L'amende administrative créée temporairement par la loi renforçant les outils de gestion de la crise sanitaire s'applique en présence d'une « situation dangereuse [qui] résulte d'un risque d'exposition à la covid-19 du fait du non-respect par l'employeur des principes généraux de prévention » (c. trav. art.
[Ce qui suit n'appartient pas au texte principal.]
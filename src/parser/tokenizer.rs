//! Tokenizer for Newick strings.
//!
//! Splits text into a flat sequence of [Token]s according to an ordered table
//! of patterns (first match wins at each position). Whitespace other than
//! newlines is skipped between tokens; any other character that starts no
//! token is a lexical error.
//!
//! Also provides [StatementScanner] to find the `;` ending a statement in a
//! growing buffer, without being fooled by `;` inside quotes or comments.

use crate::parser::parsing_error::ParsingError;
use once_cell::sync::Lazy;
use regex::Regex;

// =#========================================================================#=
// TOKEN KIND
// =#========================================================================$=
/// Lexical categories of the Newick grammar.
#[derive(Debug, Clone, Copy, PartialEq, Eq)]
pub enum TokenKind {
    /// `(`
    OpenParen,
    /// `)`
    CloseParen,
    /// Run of characters other than whitespace and `()[]':;,`
    UnquotedLabel,
    /// `:` with optional space and a signed decimal or exponential number
    EdgeLength,
    /// `,`
    Comma,
    /// `[...]` with `\`-escapes
    Comment,
    /// `'...'` with `\`-escapes
    QuotedLabel,
    /// `;`
    Semicolon,
    /// `\n`
    Newline,
}

/// Token patterns in matching priority order.
const TOKEN_PATTERNS: &[(TokenKind, &str)] = &[
    (TokenKind::OpenParen, r"\("),
    (TokenKind::CloseParen, r"\)"),
    (TokenKind::UnquotedLabel, r"[^\s()\[\]':;,]+"),
    (
        TokenKind::EdgeLength,
        r":\x20?[+-]?[0-9]*\.?[0-9]+(?:[eE][+-]?[0-9]+)?",
    ),
    (TokenKind::Comma, r","),
    (TokenKind::Comment, r"\[(?:\\.|[^\]])*\]"),
    (TokenKind::QuotedLabel, r"'(?:\\.|[^'])*'"),
    (TokenKind::Semicolon, r";"),
    (TokenKind::Newline, r"\n"),
];

/// Compiled token patterns, anchored at the start of the haystack
static TOKEN_REGEXES: Lazy<Vec<(TokenKind, Regex)>> = Lazy::new(|| {
    TOKEN_PATTERNS
        .iter()
        .map(|(kind, pattern)| {
            let regex = Regex::new(&format!(r"\A(?:{pattern})")).expect("valid token pattern");
            (*kind, regex)
        })
        .collect()
});

/// Returns the anchored pattern of the given token kind.
pub(crate) fn token_regex(kind: TokenKind) -> &'static Regex {
    let index = TOKEN_PATTERNS
        .iter()
        .position(|(k, _)| *k == kind)
        .unwrap_or_default();
    &TOKEN_REGEXES[index].1
}

// =#========================================================================#=
// TOKEN
// =#========================================================================$=
/// A token: its kind, the matched text, and its byte position.
#[derive(Debug, Clone, Copy, PartialEq, Eq)]
pub struct Token<'a> {
    kind: TokenKind,
    lexeme: &'a str,
    position: usize,
}

impl<'a> Token<'a> {
    /// Returns the kind of this token.
    pub fn kind(&self) -> TokenKind {
        self.kind
    }

    /// Returns the matched text.
    pub fn lexeme(&self) -> &'a str {
        self.lexeme
    }

    /// Returns the byte offset of this token in the tokenized text.
    pub fn position(&self) -> usize {
        self.position
    }

    /// Returns the text between the delimiters of a quoted label or comment,
    /// still escaped; for other kinds the full lexeme.
    pub fn inner(&self) -> &'a str {
        match self.kind {
            TokenKind::QuotedLabel | TokenKind::Comment => {
                &self.lexeme[1..self.lexeme.len() - 1]
            }
            _ => self.lexeme,
        }
    }
}

// =#========================================================================#=
// TOKENIZER
// =#========================================================================$=
/// Lazy tokenizer over a Newick string.
///
/// Yields `Result<Token, ParsingError>`; after the first error it yields nothing.
///
/// # Example
/// ```
/// use newick_io::parser::tokenizer::{TokenKind, Tokenizer};
///
/// let kinds: Vec<TokenKind> = Tokenizer::new("(A:0.1,B);")
///     .map(|t| t.unwrap().kind())
///     .collect();
///
/// assert_eq!(kinds, vec![
///     TokenKind::OpenParen,
///     TokenKind::UnquotedLabel,
///     TokenKind::EdgeLength,
///     TokenKind::Comma,
///     TokenKind::UnquotedLabel,
///     TokenKind::CloseParen,
///     TokenKind::Semicolon,
/// ]);
/// ```
pub struct Tokenizer<'a> {
    text: &'a str,
    pos: usize,
    failed: bool,
}

impl<'a> Tokenizer<'a> {
    /// Creates a tokenizer at the start of the given text.
    pub fn new(text: &'a str) -> Self {
        Self {
            text,
            pos: 0,
            failed: false,
        }
    }

    /// Returns the current byte offset.
    pub fn position(&self) -> usize {
        self.pos
    }

    /// Skips whitespace, except newlines which are tokens.
    fn skip_whitespace(&mut self) {
        let rest = &self.text[self.pos..];
        let trimmed = rest.trim_start_matches(|c: char| c.is_whitespace() && c != '\n');
        self.pos += rest.len() - trimmed.len();
    }
}

impl<'a> Iterator for Tokenizer<'a> {
    type Item = Result<Token<'a>, ParsingError>;

    fn next(&mut self) -> Option<Self::Item> {
        if self.failed {
            return None;
        }

        self.skip_whitespace();
        if self.pos >= self.text.len() {
            return None;
        }

        let rest = &self.text[self.pos..];
        for (kind, regex) in TOKEN_REGEXES.iter() {
            if let Some(found) = regex.find(rest) {
                let token = Token {
                    kind: *kind,
                    lexeme: found.as_str(),
                    position: self.pos,
                };
                self.pos += found.end();
                return Some(Ok(token));
            }
        }

        self.failed = true;
        Some(Err(ParsingError::lexical_error(self.text, self.pos)))
    }
}

// =#========================================================================#=
// STATEMENT SCANNER
// =#========================================================================$=
/// Finds the end of a `;`-terminated statement in a buffer that grows
/// line by line.
///
/// Quoted labels and comments are skipped with the same patterns the
/// [Tokenizer] uses, so both agree on where they end and a `;` inside them
/// never ends a statement. The scanner remembers how far it got, so appended
/// text is scanned only once (except for a quote or comment still open).
///
/// # Example
/// ```
/// use newick_io::parser::tokenizer::StatementScanner;
///
/// let mut scanner = StatementScanner::new();
/// let mut buffer = String::from("('A;B',");
/// assert_eq!(scanner.find_end(&buffer), None);
///
/// buffer.push_str("C)[;];(D,E);");
/// assert_eq!(scanner.find_end(&buffer), Some(13));
/// ```
#[derive(Debug, Clone, Default)]
pub struct StatementScanner {
    scanned: usize,
}

impl StatementScanner {
    /// Creates a scanner at the start of a statement.
    pub fn new() -> Self {
        Self::default()
    }

    /// Resets the scanner, e.g. after the found statement was removed
    /// from the buffer.
    pub fn reset(&mut self) {
        *self = Self::default();
    }

    /// Scans `buffer` from where the previous call stopped.
    ///
    /// # Returns
    /// * `Some(end)` - byte offset just past the terminating `;`
    /// * `None` - if the statement is not terminated yet
    pub fn find_end(&mut self, buffer: &str) -> Option<usize> {
        let mut index = self.scanned.min(buffer.len());
        while let Some(offset) = buffer[index..].find([';', '\'', '[']) {
            let start = index + offset;
            let kind = match buffer.as_bytes()[start] {
                b';' => {
                    self.scanned = start + 1;
                    return Some(start + 1);
                }
                b'\'' => TokenKind::QuotedLabel,
                _ => TokenKind::Comment,
            };

            match token_regex(kind).find(&buffer[start..]) {
                Some(found) if !Self::may_extend(buffer, start + found.end()) => {
                    index = start + found.end();
                }
                // Not closed yet; retry from its start once more text arrives
                _ => {
                    self.scanned = start;
                    return None;
                }
            }
        }

        self.scanned = buffer.len();
        None
    }

    /// Whether a quote or comment closing at `end` could still grow with
    /// appended text, i.e. its closing delimiter is the last character of
    /// the buffer and follows a `\`.
    fn may_extend(buffer: &str, end: usize) -> bool {
        end == buffer.len() && buffer[..end - 1].ends_with('\\')
    }
}

// =#========================================================================#=
// TESTS
// =#========================================================================$=
#[cfg(test)]
mod tests {
    use super::*;

    #[test]
    fn test_patterns_in_priority_order() {
        let kinds: Vec<TokenKind> = TOKEN_PATTERNS.iter().map(|(k, _)| *k).collect();
        assert_eq!(kinds[0], TokenKind::OpenParen);
        assert_eq!(kinds[2], TokenKind::UnquotedLabel);
        assert_eq!(kinds[3], TokenKind::EdgeLength);
        assert_eq!(kinds.len(), 9);
    }

    #[test]
    fn test_token_regex_lookup() {
        assert!(token_regex(TokenKind::Semicolon).is_match(";"));
        assert!(token_regex(TokenKind::EdgeLength).is_match(": -1.5e3"));
        assert!(!token_regex(TokenKind::EdgeLength).is_match(":x"));
    }

    #[test]
    fn test_scanner_escaped_quote_inside_label() {
        let mut scanner = StatementScanner::new();
        assert_eq!(scanner.find_end(r"('it\'s;',B);"), Some(13));
    }

    #[test]
    fn test_scanner_waits_on_trailing_escape() {
        let mut scanner = StatementScanner::new();
        let mut buffer = String::from(r"(A,'b\'");
        assert_eq!(scanner.find_end(&buffer), None);
        assert_eq!(scanner.scanned, 3);

        buffer.push_str("c;');");
        assert_eq!(scanner.find_end(&buffer), Some(buffer.len()));
    }

    #[test]
    fn test_scanner_resumes_after_reset() {
        let mut scanner = StatementScanner::new();
        let mut buffer = String::from("(A,B);(C");
        let end = scanner.find_end(&buffer).unwrap();
        buffer.drain(..end);
        scanner.reset();

        assert_eq!(scanner.find_end(&buffer), None);
        buffer.push_str(",D);");
        assert_eq!(scanner.find_end(&buffer), Some(6));
    }
}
L. 4121-1 à L. 4121-5 et L. 4522-1 ; loi 2022-46 du 22 janvier 2022, art. 2, JO du 23).
Dans une fiche de la DGT datée du 22 janvier 2022, que nous avons pu consulter, l'administration précise que le champ de l’amende administrative n’est pas limité aux situations dangereuses résultant du non-respect par l’employeur de la mise en œuvre du télétravail (le mot n’apparaît même pas dans la loi).
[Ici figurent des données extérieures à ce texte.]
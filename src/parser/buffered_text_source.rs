//! Buffered reader implementation of text source for the parser.
//!
//! This module provides [BufferedTextSource], which reads lines from any
//! [BufRead], e.g. a file wrapped in a [BufReader]. Use this for large inputs
//! where loading everything into memory would be impractical.

use std::fs::File;
use std::io::{BufRead, BufReader};
use std::path::Path;

use crate::parser::parsing_error::ParsingError;
use crate::parser::text_source::{TextSource, check_text};

// =#========================================================================#=
// BUFFERED TEXT SOURCE
// =#========================================================================$=
/// A buffered text source for streaming large inputs.
///
/// On creation the first buffered chunk is checked, and binary input is
/// rejected right away. Later invalid UTF-8 surfaces when the affected line
/// is read.
pub struct BufferedTextSource<R: BufRead> {
    /// Underlying reader, handles getting chunks from the input
    reader: R,
}

impl<R: BufRead> BufferedTextSource<R> {
    /// Creates a new buffered text source from a reader.
    ///
    /// # Errors
    /// Returns `InvalidStreamMode` if the start of the input is not text,
    /// or `Io` if it cannot be read.
    pub fn new(mut reader: R) -> Result<Self, ParsingError> {
        let chunk = reader.fill_buf()?;
        check_text(chunk)?;
        tracing::trace!(bytes = chunk.len(), "Checked start of Newick input");
        Ok(Self { reader })
    }

    /// Consumes this source and returns the underlying reader.
    pub fn into_inner(self) -> R {
        self.reader
    }
}

impl BufferedTextSource<BufReader<File>> {
    /// Creates a new buffered text source from a file path.
    ///
    /// # Arguments
    /// * `path` - Path to the file (accepting `&str`, `String`, `Path`, or `PathBuf`)
    ///
    /// # Errors
    /// Returns an error if the file cannot be opened or is not text.
    pub fn from_file<P: AsRef<Path>>(path: P) -> Result<Self, ParsingError> {
        let file = File::open(path)?;
        Self::new(BufReader::new(file))
    }
}

impl<R: BufRead> TextSource for BufferedTextSource<R> {
    fn read_line(&mut self, buf: &mut String) -> Result<bool, ParsingError> {
        let start = buf.len();
        let read = self.reader.read_line(buf)?;
        if buf[start..].contains('\0') {
            return Err(ParsingError::invalid_stream_mode());
        }
        Ok(read > 0)
    }
}
//! Provides the rooted tree representation.
//!
//! Provides core data structures for representing phylogenetic trees:
//! * [Tree] - A root [Clade] plus tree-level attributes
//!   (rootedness, name, weight)
//! * [Ladderize] - Direction for reordering children by subtree size
//! * [PreOrderIter] and [PostOrderIter] - stack-based traversals

use crate::model::clade::Clade;

/// Default weight of a tree
pub const DEFAULT_WEIGHT: f64 = 1.0;

// =$========================================================================$=
// TREE
// =$========================================================================$=
/// A phylogenetic tree given by its root [Clade].
///
/// # Structure
/// - The root owns all other clades (nested, no parent references).
/// - `rooted` tells whether the root placement is meaningful.
/// - `name` is optional, `weight` defaults to [DEFAULT_WEIGHT].
///
/// # Example
/// ```
/// use newick_io::model::{Clade, Tree};
///
/// let root = Clade::new().with_children(vec![Clade::leaf("A"), Clade::leaf("B")]);
/// let tree = Tree::new(root).with_rooted(true).with_name("tiny");
///
/// assert_eq!(tree.num_leaves(), 2);
/// assert!(tree.is_rooted());
/// assert_eq!(tree.weight(), 1.0);
/// ```
#[derive(Debug, Clone, PartialEq)]
pub struct Tree {
    /// Root clade, owning all other clades
    root: Clade,

    /// Whether the root placement is meaningful
    rooted: bool,

    /// Name of tree; optional
    name: Option<String>,

    /// Weight of tree, e.g. from a `[&W...]` tag
    weight: f64,
}

// ============================================================================
// New, Getters / Accessors, etc. (pub)
// ============================================================================
impl Tree {
    /// Creates a new unrooted, unnamed tree with weight 1.
    pub fn new(root: Clade) -> Self {
        Tree {
            root,
            rooted: false,
            name: None,
            weight: DEFAULT_WEIGHT,
        }
    }

    /// Sets whether this tree is rooted.
    pub fn with_rooted(mut self, rooted: bool) -> Self {
        self.rooted = rooted;
        self
    }

    /// Attaches a name to this tree.
    pub fn with_name<S: Into<String>>(mut self, name: S) -> Self {
        self.name = Some(name.into());
        self
    }

    /// Sets the weight of this tree.
    pub fn with_weight(mut self, weight: f64) -> Self {
        self.weight = weight;
        self
    }

    /// Returns a reference to the root clade.
    pub fn root(&self) -> &Clade {
        &self.root
    }

    /// Returns a mutable reference to the root clade.
    pub fn root_mut(&mut self) -> &mut Clade {
        &mut self.root
    }

    /// Consumes the tree and returns its root clade.
    pub fn into_root(self) -> Clade {
        self.root
    }

    /// Returns whether this tree is rooted.
    pub fn is_rooted(&self) -> bool {
        self.rooted
    }

    /// Sets whether this tree is rooted.
    pub fn set_rooted(&mut self, rooted: bool) {
        self.rooted = rooted;
    }

    /// Returns the name of this tree, or `None` if not set.
    pub fn name(&self) -> Option<&str> {
        self.name.as_deref()
    }

    /// Set a name for this tree.
    pub fn set_name(&mut self, name: String) {
        self.name = Some(name);
    }

    /// Returns the weight of this tree.
    pub fn weight(&self) -> f64 {
        self.weight
    }

    /// Sets the weight of this tree.
    pub fn set_weight(&mut self, weight: f64) {
        self.weight = weight;
    }

    /// Returns the number of leaves in this tree.
    pub fn num_leaves(&self) -> usize {
        self.leaves().count()
    }

    /// Returns the number of internal clades (including the root,
    /// unless the root is a leaf).
    pub fn num_internal(&self) -> usize {
        self.pre_order_iter().filter(|c| !c.is_leaf()).count()
    }

    /// Returns the number of clades in this tree.
    pub fn num_clades(&self) -> usize {
        self.pre_order_iter().count()
    }

    /// Returns an iterator over the leaves, from left to right.
    pub fn leaves(&self) -> impl Iterator<Item = &Clade> {
        self.pre_order_iter().filter(|c| c.is_leaf())
    }

    /// Returns the sum of all set branch lengths in the tree.
    pub fn total_branch_length(&self) -> f64 {
        self.pre_order_iter()
            .filter_map(|c| c.branch_length())
            .sum::<f64>()
    }

    /// Checks if all non-root clades have branch lengths set.
    pub fn clades_have_branch_lengths(&self) -> bool {
        self.pre_order_iter()
            .skip(1)
            .all(|c| c.branch_length().is_some())
    }
}

// =$========================================================================$=
// LADDERIZE
// =$========================================================================$=
/// Direction in which [Tree::ladderize] sorts children.
#[derive(Debug, Clone, Copy, PartialEq, Eq)]
pub enum Ladderize {
    /// Smaller subtrees first
    Left,
    /// Larger subtrees first
    Right,
}

impl Tree {
    /// Reorders the children of every clade by number of leaves in their
    /// subtrees, in place.
    ///
    /// Sorting is stable, so children with equally many leaves keep their
    /// relative order. Works without recursion.
    ///
    /// # Example
    /// ```
    /// use newick_io::model::{Clade, Ladderize, Tree};
    ///
    /// let cherry = Clade::new().with_children(vec![Clade::leaf("B"), Clade::leaf("C")]);
    /// let mut tree = Tree::new(Clade::new().with_children(vec![cherry, Clade::leaf("A")]));
    ///
    /// tree.ladderize(Ladderize::Left);
    /// assert_eq!(tree.root().children()[0].name(), Some("A"));
    /// ```
    pub fn ladderize(&mut self, direction: Ladderize) {
        // Pass 1: leaf count and size of each subtree, by pre-order index
        let (num_leaves, sizes) = self.subtree_counts();

        // Pass 2: sort children, carrying their original pre-order index
        let mut stack: Vec<(&mut Clade, usize)> = vec![(&mut self.root, 0)];
        while let Some((clade, index)) = stack.pop() {
            let mut next = index + 1;
            let mut keyed = Vec::with_capacity(clade.children().len());
            for child in clade.children_mut().drain(..) {
                keyed.push((num_leaves[next], next, child));
                next += sizes[next];
            }

            match direction {
                Ladderize::Left => keyed.sort_by(|a, b| a.0.cmp(&b.0)),
                Ladderize::Right => keyed.sort_by(|a, b| b.0.cmp(&a.0)),
            }

            let mut indices = Vec::with_capacity(keyed.len());
            for (_, child_index, child) in keyed {
                indices.push(child_index);
                clade.push_child(child);
            }

            for (child, child_index) in clade.children_mut().iter_mut().zip(indices) {
                stack.push((child, child_index));
            }
        }
    }

    /// Returns, indexed by pre-order position, the number of leaves and the
    /// number of clades in the subtree of each clade.
    fn subtree_counts(&self) -> (Vec<usize>, Vec<usize>) {
        // Parent (pre-order index) of each clade in pre-order
        let mut parents: Vec<Option<usize>> = Vec::new();
        let mut num_leaves: Vec<usize> = Vec::new();
        let mut stack: Vec<(&Clade, Option<usize>)> = vec![(&self.root, None)];
        while let Some((clade, parent)) = stack.pop() {
            let index = parents.len();
            parents.push(parent);
            num_leaves.push(usize::from(clade.is_leaf()));
            for child in clade.children().iter().rev() {
                stack.push((child, Some(index)));
            }
        }

        // Accumulate bottom-up; children always come after their parent
        let mut sizes = vec![1; parents.len()];
        for index in (1..parents.len()).rev() {
            if let Some(parent) = parents[index] {
                num_leaves[parent] += num_leaves[index];
                sizes[parent] += sizes[index];
            }
        }

        (num_leaves, sizes)
    }
}

// =$========================================================================$=
// ITERATORS
// =$========================================================================$=
impl Tree {
    /// Returns an iterator over the tree in pre-order (parents before children,
    /// children from left to right).
    ///
    /// # Example
    /// ```
    /// use newick_io::model::{Clade, Tree};
    ///
    /// let root = Clade::new().with_name("R").with_children(vec![Clade::leaf("A"), Clade::leaf("B")]);
    /// let tree = Tree::new(root);
    ///
    /// let names: Vec<_> = tree.pre_order_iter().filter_map(|c| c.name()).collect();
    /// assert_eq!(names, vec!["R", "A", "B"]);
    /// ```
    pub fn pre_order_iter(&self) -> PreOrderIter<'_> {
        PreOrderIter::new(&self.root)
    }

    /// Returns an iterator over the tree in post-order (children before parents).
    ///
    /// # Example
    /// ```
    /// use newick_io::model::{Clade, Tree};
    ///
    /// let root = Clade::new().with_name("R").with_children(vec![Clade::leaf("A"), Clade::leaf("B")]);
    /// let tree = Tree::new(root);
    ///
    /// let names: Vec<_> = tree.post_order_iter().filter_map(|c| c.name()).collect();
    /// assert_eq!(names, vec!["A", "B", "R"]);
    /// ```
    pub fn post_order_iter(&self) -> PostOrderIter<'_> {
        PostOrderIter::new(&self.root)
    }
}

/// Iterator for pre-order traversal (parents before children).
///
/// This iterator uses a stack-based approach to traverse the tree without recursion.
/// Each clade is visited before any of its descendants.
pub struct PreOrderIter<'a> {
    stack: Vec<&'a Clade>,
}

impl<'a> PreOrderIter<'a> {
    fn new(root: &'a Clade) -> Self {
        PreOrderIter { stack: vec![root] }
    }
}

impl<'a> Iterator for PreOrderIter<'a> {
    type Item = &'a Clade;

    fn next(&mut self) -> Option<Self::Item> {
        let clade = self.stack.pop()?;

        // Push children onto stack (last first, so first is processed first)
        self.stack.extend(clade.children().iter().rev());

        Some(clade)
    }
}

/// Iterator for post-order traversal (children before parents).
///
/// This iterator uses a stack-based approach to traverse the tree without recursion.
/// Each clade is visited after all its descendants have been visited.
pub struct PostOrderIter<'a> {
    stack: Vec<(&'a Clade, bool)>, // (clade, children_visited)
}

impl<'a> PostOrderIter<'a> {
    fn new(root: &'a Clade) -> Self {
        PostOrderIter {
            stack: vec![(root, false)],
        }
    }
}

impl<'a> Iterator for PostOrderIter<'a> {
    type Item = &'a Clade;

    fn next(&mut self) -> Option<Self::Item> {
        while let Some((clade, children_visited)) = self.stack.pop() {
            if children_visited || clade.is_leaf() {
                // Either we've already processed children, or this is a leaf
                return Some(clade);
            }

            // Mark this clade as "children will be visited"
            self.stack.push((clade, true));
            for child in clade.children().iter().rev() {
                self.stack.push((child, false));
            }
        }
        None
    }
}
L’amende va au-delà et couvre toute situation dangereuse qui serait liée à un manquement de l’employeur aux principes généraux de prévention, tels que déclinés dans le protocole sanitaire.
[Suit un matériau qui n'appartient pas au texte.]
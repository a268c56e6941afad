//! Text source abstractions for the Newick parser.
//!
//! This module provides the [TextSource] trait, which lets the parser read
//! Newick text line by line from different kinds of input.

use crate::parser::parsing_error::ParsingError;

// =#========================================================================#=
// TEXT SOURCE (Trait)
// =#========================================================================T=
/// Trait defining the interface for different text sources used by the
/// Newick stream parser.
///
/// This trait abstracts over different ways of accessing text:
/// - In-memory strings ([InMemoryTextSource](crate::parser::InMemoryTextSource))
/// - Buffered reading from files or other readers
///   ([BufferedTextSource](crate::parser::BufferedTextSource))
///
/// Sources reject binary input with
/// [InvalidStreamMode](crate::parser::parsing_error::ParsingErrorType::InvalidStreamMode).
pub trait TextSource {
    /// Appends the next line, including its `\n` if present, to `buf`.
    ///
    /// # Returns
    /// * `Ok(true)` - if a line was read
    /// * `Ok(false)` - at end of input
    /// * `Err(ParsingError)` - if reading failed or the input is not text
    fn read_line(&mut self, buf: &mut String) -> Result<bool, ParsingError>;
}

/// Checks that a chunk of input looks like text: no NUL bytes and valid
/// UTF-8, except for a multi-byte character cut off at the end of the chunk.
pub(crate) fn check_text(bytes: &[u8]) -> Result<(), ParsingError> {
    if bytes.contains(&0) {
        return Err(ParsingError::invalid_stream_mode());
    }
    match std::str::from_utf8(bytes) {
        Err(err) if err.error_len().is_some() => Err(ParsingError::invalid_stream_mode()),
        _ => Ok(()),
    }
}
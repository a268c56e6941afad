//! Support values of clades.
//!
//! Provides the [Confidence] enum, which stores a numeric support value
//! either as integer (e.g. bootstrap counts like `95`) or as float
//! (e.g. posterior probabilities like `0.95`).

use std::fmt;

// =#========================================================================#=
// CONFIDENCE
// =#========================================================================$=
/// Numeric support value of a clade.
///
/// Integer-valued support (an all-digit label such as `95`) is kept as
/// [Confidence::Int], anything else numeric as [Confidence::Float].
/// No range is enforced; values outside `[0, 1]` or negative values are
/// stored as given.
///
/// Equality is numeric, so `Int(95) == Float(95.0)`.
#[derive(Debug, Clone, Copy)]
pub enum Confidence {
    /// For integer values
    Int(i64),
    /// For floating point values
    Float(f64),
}

impl Confidence {
    /// Tries to interpret the given text as support value.
    ///
    /// An all-digit text is read as integer; otherwise a float parse of the
    /// (whitespace-trimmed) text is attempted.
    ///
    /// # Returns
    /// * `Some(Confidence)` - if the text is numeric
    /// * `None` - otherwise; this never fails loudly
    ///
    /// # Examples
    /// ```
    /// use newick_io::model::Confidence;
    ///
    /// assert!(matches!(Confidence::parse("95"), Some(Confidence::Int(95))));
    /// assert!(matches!(Confidence::parse("0.95"), Some(Confidence::Float(v)) if v == 0.95));
    /// assert!(Confidence::parse("clade1").is_none());
    /// ```
    pub fn parse(text: &str) -> Option<Self> {
        if !text.is_empty() && text.bytes().all(|b| b.is_ascii_digit()) {
            // Digit runs too long for i64 still make a (float) confidence
            if let Ok(value) = text.parse::<i64>() {
                return Some(Confidence::Int(value));
            }
        }

        text.trim().parse::<f64>().ok().map(Confidence::Float)
    }

    /// Returns the value as `f64`.
    pub fn value(&self) -> f64 {
        match self {
            Confidence::Int(v) => *v as f64,
            Confidence::Float(v) => *v,
        }
    }

    /// Returns `true` if this is an integer support value.
    pub fn is_int(&self) -> bool {
        matches!(self, Confidence::Int(_))
    }
}

impl PartialEq for Confidence {
    fn eq(&self, other: &Self) -> bool {
        match (self, other) {
            (Confidence::Int(a), Confidence::Int(b)) => a == b,
            _ => self.value() == other.value(),
        }
    }
}

impl fmt::Display for Confidence {
    fn fmt(&self, f: &mut fmt::Formatter<'_>) -> fmt::Result {
        match self {
            Confidence::Int(v) => write!(f, "{v}"),
            Confidence::Float(v) => write!(f, "{v}"),
        }
    }
}

impl From<f64> for Confidence {
    fn from(v: f64) -> Self {
        Confidence::Float(v)
    }
}

impl From<f32> for Confidence {
    fn from(v: f32) -> Self {
        Confidence::Float(v as f64)
    }
}

impl From<i64> for Confidence {
    fn from(v: i64) -> Self {
        Confidence::Int(v)
    }
}

impl From<i32> for Confidence {
    fn from(v: i32) -> Self {
        Confidence::Int(v as i64)
    }
}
Sont notamment visées l’absence d’évaluation des risques d’exposition des salariés au covid-19 et l’absence de mise en œuvre de mesures pour limiter la propagation du virus.
Parmi ces mesures figurent le télétravail, mais également les mesures de distanciation physique, le port du masque, l’aération-ventilation des locaux, le nettoyage et la désinfection régulières, la gestion des locaux sociaux et de restauration, etc.